━━ Supplied entries
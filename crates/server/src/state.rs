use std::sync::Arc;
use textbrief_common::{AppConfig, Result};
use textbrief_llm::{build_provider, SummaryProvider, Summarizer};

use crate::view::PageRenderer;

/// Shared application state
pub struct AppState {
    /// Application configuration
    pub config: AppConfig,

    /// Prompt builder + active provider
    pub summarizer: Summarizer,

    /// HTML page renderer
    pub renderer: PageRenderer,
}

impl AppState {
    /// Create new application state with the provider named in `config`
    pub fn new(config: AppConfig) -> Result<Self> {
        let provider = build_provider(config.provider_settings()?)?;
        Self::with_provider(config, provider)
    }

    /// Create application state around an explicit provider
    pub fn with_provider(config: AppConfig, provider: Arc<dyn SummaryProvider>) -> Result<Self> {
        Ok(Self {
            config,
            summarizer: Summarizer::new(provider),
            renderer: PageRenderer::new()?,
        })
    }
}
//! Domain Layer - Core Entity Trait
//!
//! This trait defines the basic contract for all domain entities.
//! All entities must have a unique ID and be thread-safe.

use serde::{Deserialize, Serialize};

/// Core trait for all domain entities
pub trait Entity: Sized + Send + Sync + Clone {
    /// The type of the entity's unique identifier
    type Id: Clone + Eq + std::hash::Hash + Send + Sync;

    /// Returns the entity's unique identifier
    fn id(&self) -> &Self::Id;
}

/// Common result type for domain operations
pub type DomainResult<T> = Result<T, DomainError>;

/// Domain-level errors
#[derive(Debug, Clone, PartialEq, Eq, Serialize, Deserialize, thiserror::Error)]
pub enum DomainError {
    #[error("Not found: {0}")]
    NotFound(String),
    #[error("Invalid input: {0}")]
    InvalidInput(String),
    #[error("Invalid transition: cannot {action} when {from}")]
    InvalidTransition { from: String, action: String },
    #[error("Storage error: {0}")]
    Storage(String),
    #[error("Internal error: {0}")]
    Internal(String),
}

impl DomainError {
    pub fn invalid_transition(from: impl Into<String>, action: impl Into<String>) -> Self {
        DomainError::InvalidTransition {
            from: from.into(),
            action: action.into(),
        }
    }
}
━━━━
Assigned task: Give the number of lines in the entries above that contain the string "Internal", and nothing more.

Worked solution: 2